*** Exercise input ***
//! Download statistics tracking.

use crate::download::queue::{DownloadQueueItem, QueueStatus};
use crate::media::MediaContent;

/// Per-run download statistics.
#[derive(Debug, Default, Clone, Copy, PartialEq, Eq)]
pub struct DownloadStats {
    pub video_count: u64,
    pub photo_post_count: u64,
    pub image_count: u64,
    pub failed_count: u64,
    /// Items never started, e.g. after cancellation.
    pub skipped_count: u64,
}

impl DownloadStats {
    /// Tally a queue snapshot.
    pub fn from_queue(entries: &[DownloadQueueItem]) -> Self {
        let mut stats = Self::default();
        for entry in entries {
            match entry.status {
                QueueStatus::Success => stats.add_success(entry),
                QueueStatus::Error => stats.failed_count += 1,
                QueueStatus::Pending | QueueStatus::Downloading => stats.skipped_count += 1,
            }
        }
        stats
    }

    fn add_success(&mut self, entry: &DownloadQueueItem) {
        match entry.data.as_ref().map(|item| &item.content) {
            Some(MediaContent::Photo(images)) => {
                self.photo_post_count += 1;
                self.image_count += images.len() as u64;
            }
            Some(MediaContent::Video(_)) | None => self.video_count += 1,
        }
    }

    /// Get total downloaded item count.
    pub fn total_downloaded(&self) -> u64 {
        self.video_count + self.photo_post_count
    }

    /// Get total file count.
    pub fn total_files(&self) -> u64 {
        self.video_count + self.image_count
    }
}

#[cfg(test)]
mod tests {
    use super::*;
    use crate::media::{CanonicalItem, ItemStats, VideoInfo};

    fn entry(id: &str, status: QueueStatus, content: Option<MediaContent>) -> DownloadQueueItem {
        let mut entry = DownloadQueueItem::new(id, id);
        entry.status = status;
        entry.data = content.map(|content| CanonicalItem {
            id: id.to_string(),
            url: String::new(),
            description: String::new(),
            created_at: 0,
            stats: ItemStats::default(),
            content,
            music_uri: String::new(),
        });
        entry
    }

    #[test]
    fn test_from_queue() {
        let entries = vec![
            entry("1", QueueStatus::Success, Some(MediaContent::Video(VideoInfo::default()))),
            entry(
                "2",
                QueueStatus::Success,
                Some(MediaContent::Photo(vec!["a".into(), "b".into(), "c".into()])),
            ),
            entry("3", QueueStatus::Error, None),
            entry("4", QueueStatus::Pending, None),
        ];

        let stats = DownloadStats::from_queue(&entries);
        assert_eq!(stats.video_count, 1);
        assert_eq!(stats.photo_post_count, 1);
        assert_eq!(stats.image_count, 3);
        assert_eq!(stats.failed_count, 1);
        assert_eq!(stats.skipped_count, 1);
        assert_eq!(stats.total_downloaded(), 2);
        assert_eq!(stats.total_files(), 4);
    }
}
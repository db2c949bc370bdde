//! Color Selector

use std::fmt;

use serde::{Deserialize, Serialize};

use crate::error::{IdenticonError, IdenticonResult};
use crate::hashing::Digest;

/// Strict `#rrggbb` color. The only text the renderer interpolates besides
/// numbers, so it is validated on construction.
#[derive(Debug, Clone, PartialEq, Eq, Hash, Serialize)]
#[serde(transparent)]
pub struct Color(String);

impl Color {
    pub fn parse(s: &str) -> IdenticonResult<Self> {
        let valid = s.len() == 7
            && s.starts_with('#')
            && s[1..].bytes().all(|b| b.is_ascii_hexdigit());
        if !valid {
            return Err(IdenticonError::invalid_argument(format!(
                "color must be #RRGGBB, got {:?}",
                s
            )));
        }
        Ok(Self(s.to_ascii_lowercase()))
    }

    pub fn white() -> Self {
        Self("#ffffff".to_string())
    }

    pub fn as_str(&self) -> &str {
        &self.0
    }
}

impl fmt::Display for Color {
    fn fmt(&self, f: &mut fmt::Formatter<'_>) -> fmt::Result {
        f.write_str(&self.0)
    }
}

impl<'de> Deserialize<'de> for Color {
    fn deserialize<D: serde::Deserializer<'de>>(deserializer: D) -> Result<Self, D::Error> {
        let s = String::deserialize(deserializer)?;
        Color::parse(&s).map_err(serde::de::Error::custom)
    }
}

/// `#` followed by the first six digest characters.
pub fn select_color(digest: &Digest) -> IdenticonResult<Color> {
    let hex = digest.as_str();
    if hex.len() < 6 {
        return Err(IdenticonError::invalid_argument(format!(
            "color needs a digest of at least 6 hex characters, got {}",
            hex.len()
        )));
    }
    Color::parse(&format!("#{}", &hex[..6]))
}

#[cfg(test)]
mod tests {
    use super::*;
    use crate::hashing::generate_hash;

    #[test]
    fn test_select_color_prefix() {
        let d = generate_hash("hello", 16).unwrap();
        assert_eq!(select_color(&d).unwrap().as_str(), "#2b1741");
    }

    #[test]
    fn test_color_format_for_any_long_digest() {
        for seed in ["", "a", "zebra", "550e8400-e29b-41d4-a716-446655440000"] {
            for bytes in [3, 4, 16, 32] {
                let c = select_color(&generate_hash(seed, bytes).unwrap()).unwrap();
                let s = c.as_str();
                assert_eq!(s.len(), 7);
                assert!(s.starts_with('#'));
                assert!(s[1..].chars().all(|ch| ch.is_ascii_hexdigit()));
            }
        }
    }

    #[test]
    fn test_short_digest_rejected() {
        let d = Digest::parse("abcde").unwrap();
        assert!(select_color(&d).unwrap_err().is_invalid_argument());
    }

    #[test]
    fn test_parse_is_strict() {
        assert!(Color::parse("#A1b2C3").is_ok());
        assert_eq!(Color::parse("#A1B2C3").unwrap().as_str(), "#a1b2c3");
        for bad in ["", "#fff", "a1b2c3", "#a1b2c3d", "#zzzzzz", "#12345\""] {
            assert!(Color::parse(bad).is_err(), "{bad} should be rejected");
        }
    }
}
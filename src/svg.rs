//! Image Renderer - Fill Matrix to SVG
//!
//! Only numbers and validated `Color` values are interpolated into the
//! document; no caller text ever reaches the markup.

use base64::Engine;
use serde::{Deserialize, Serialize};

use crate::color::Color;
use crate::error::{IdenticonError, IdenticonResult};
use crate::pattern::{CellState, FillMatrix};

const SVG_NS: &str = "http://www.w3.org/2000/svg";

#[derive(Debug, Clone, Copy, Default, PartialEq, Eq, Serialize, Deserialize)]
#[serde(rename_all = "lowercase")]
pub enum RenderStrategy {
    /// One `<rect>` per filled cell.
    #[default]
    Rects,
    /// One `<path>` per fill color, a closed square sub-path per cell.
    Path,
}

/// Maps cell states to fills. `None` leaves the cell transparent.
#[derive(Debug, Clone, PartialEq, Eq)]
pub struct Palette {
    filled: Color,
}

impl Palette {
    pub fn new(filled: Color) -> Self {
        Self { filled }
    }

    pub fn fill_for(&self, state: CellState) -> Option<&Color> {
        match state {
            CellState::Empty => None,
            CellState::Filled => Some(&self.filled),
        }
    }
}

#[derive(Debug, Clone, Default, PartialEq, Eq, Serialize, Deserialize)]
pub struct RenderOptions {
    #[serde(default)]
    pub strategy: RenderStrategy,
    /// Full-canvas rectangle drawn before any cell.
    #[serde(default)]
    pub background: Option<Color>,
}

/// Render with one `<rect>` per filled cell on a transparent canvas.
pub fn render_svg(
    image_size: f64,
    cell_size: f64,
    n: usize,
    matrix: &FillMatrix,
    color: &Color,
) -> IdenticonResult<String> {
    render_svg_with(
        image_size,
        cell_size,
        n,
        matrix,
        &Palette::new(color.clone()),
        &RenderOptions::default(),
    )
}

pub fn render_svg_with(
    image_size: f64,
    cell_size: f64,
    n: usize,
    matrix: &FillMatrix,
    palette: &Palette,
    options: &RenderOptions,
) -> IdenticonResult<String> {
    if !(image_size.is_finite() && image_size > 0.0) {
        return Err(IdenticonError::invalid_argument(format!(
            "image size must be a positive finite number, got {}",
            image_size
        )));
    }
    if !(cell_size.is_finite() && cell_size > 0.0) {
        return Err(IdenticonError::invalid_argument(format!(
            "cell size must be a positive finite number, got {}",
            cell_size
        )));
    }
    if matrix.size() != n {
        return Err(IdenticonError::invalid_argument(format!(
            "matrix is {0}x{0} but grid size is {1}",
            matrix.size(),
            n
        )));
    }

    let mut svg = format!(
        r#"<svg xmlns="{ns}" width="{s}" height="{s}" viewBox="0 0 {s} {s}">"#,
        ns = SVG_NS,
        s = image_size
    );

    if let Some(bg) = &options.background {
        svg.push_str(&format!(r#"<rect width="100%" height="100%" fill="{}"/>"#, bg));
    }

    match options.strategy {
        RenderStrategy::Rects => {
            for (row, col, state) in matrix.cells() {
                if let Some(fill) = palette.fill_for(state) {
                    let (x, y) = cell_origin(row, col, cell_size);
                    svg.push_str(&format!(
                        r#"<rect x="{}" y="{}" width="{c}" height="{c}" fill="{}" />"#,
                        x,
                        y,
                        fill,
                        c = cell_size
                    ));
                }
            }
        }
        RenderStrategy::Path => {
            // (fill, path data) in order of first appearance
            let mut paths: Vec<(&Color, String)> = Vec::new();
            for (row, col, state) in matrix.cells() {
                let Some(fill) = palette.fill_for(state) else {
                    continue;
                };
                let (x, y) = cell_origin(row, col, cell_size);
                let segment = format!("M{} {}h{c}v{c}h-{c}z", x, y, c = cell_size);
                match paths.iter_mut().find(|(f, _)| *f == fill) {
                    Some((_, d)) => d.push_str(&segment),
                    None => paths.push((fill, segment)),
                }
            }
            for (fill, d) in paths {
                svg.push_str(&format!(r#"<path fill="{}" d="{}"/>"#, fill, d));
            }
        }
    }

    svg.push_str("</svg>");
    Ok(svg)
}

fn cell_origin(row: usize, col: usize, cell_size: f64) -> (f64, f64) {
    (col as f64 * cell_size, row as f64 * cell_size)
}

/// `data:` URI for inlining an SVG document in HTML or CSS.
pub fn to_data_uri(svg: &str) -> String {
    format!(
        "data:image/svg+xml;base64,{}",
        base64::engine::general_purpose::STANDARD.encode(svg.as_bytes())
    )
}
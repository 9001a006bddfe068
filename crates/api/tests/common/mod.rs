//! Shared helpers for API integration tests.
//!
//! Uses Axum's `tower::ServiceExt` to send requests directly to the router,
//! so tests exercise the exact middleware stack production uses.

#![allow(dead_code)]

use std::sync::Arc;

use axum::body::Body;
use axum::http::{header::CONTENT_TYPE, Request, Response};
use axum::Router;
use http_body_util::BodyExt;
use sqlx::PgPool;
use tower::ServiceExt;

use fleetdesk_api::config::ServerConfig;
use fleetdesk_api::router::build_app_router;
use fleetdesk_api::state::AppState;

/// Tenant ID used by the default request helpers.
pub const TEST_TENANT: i64 = 1;

/// Build a test `ServerConfig` with safe defaults.
pub fn test_config() -> ServerConfig {
    ServerConfig {
        host: "127.0.0.1".to_string(),
        port: 0,
        cors_origins: vec!["http://localhost:5173".to_string()],
        request_timeout_secs: 30,
        shutdown_timeout_secs: 30,
    }
}

/// Build the full application router with all middleware layers, using the
/// given database pool.
pub fn build_test_app(pool: PgPool) -> Router {
    let config = test_config();
    let state = AppState {
        pool,
        config: Arc::new(config.clone()),
    };
    build_app_router(state, &config)
}

/// Send a GET request as [`TEST_TENANT`].
pub async fn get(app: Router, path: &str) -> Response<Body> {
    get_as(app, path, TEST_TENANT).await
}

/// Send a GET request as a specific tenant.
pub async fn get_as(app: Router, path: &str, tenant_id: i64) -> Response<Body> {
    let request = Request::builder()
        .method("GET")
        .uri(path)
        .header("x-tenant-id", tenant_id.to_string())
        .body(Body::empty())
        .unwrap();
    app.oneshot(request).await.unwrap()
}

/// Send a POST request with a JSON body as [`TEST_TENANT`].
pub async fn post_json(app: Router, path: &str, body: serde_json::Value) -> Response<Body> {
    post_json_as(app, path, body, TEST_TENANT).await
}

/// Send a POST request with a JSON body as a specific tenant.
pub async fn post_json_as(
    app: Router,
    path: &str,
    body: serde_json::Value,
    tenant_id: i64,
) -> Response<Body> {
    let request = Request::builder()
        .method("POST")
        .uri(path)
        .header(CONTENT_TYPE, "application/json")
        .header("x-tenant-id", tenant_id.to_string())
        .body(Body::from(body.to_string()))
        .unwrap();
    app.oneshot(request).await.unwrap()
}

/// Send a request with no tenant header at all.
pub async fn get_anonymous(app: Router, path: &str) -> Response<Body> {
    let request = Request::builder()
        .method("GET")
        .uri(path)
        .body(Body::empty())
        .unwrap();
    app.oneshot(request).await.unwrap()
}

/// Collect a response body and parse it as JSON.
pub async fn body_json(response: Response<Body>) -> serde_json::Value {
    let bytes = response.into_body().collect().await.unwrap().to_bytes();
    serde_json::from_slice(&bytes).expect("response body should be valid JSON")
}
*** End of Exercise input ***
=== Exercise brief ===
Locate the word "filled" in the data above. Copy every line carrying it.

=== Your response ===
    /// One `<rect>` per filled cell.
    filled: Color,
    pub fn new(filled: Color) -> Self {
        Self { filled }
            CellState::Filled => Some(&self.filled),
/// Render with one `<rect>` per filled cell on a transparent canvas.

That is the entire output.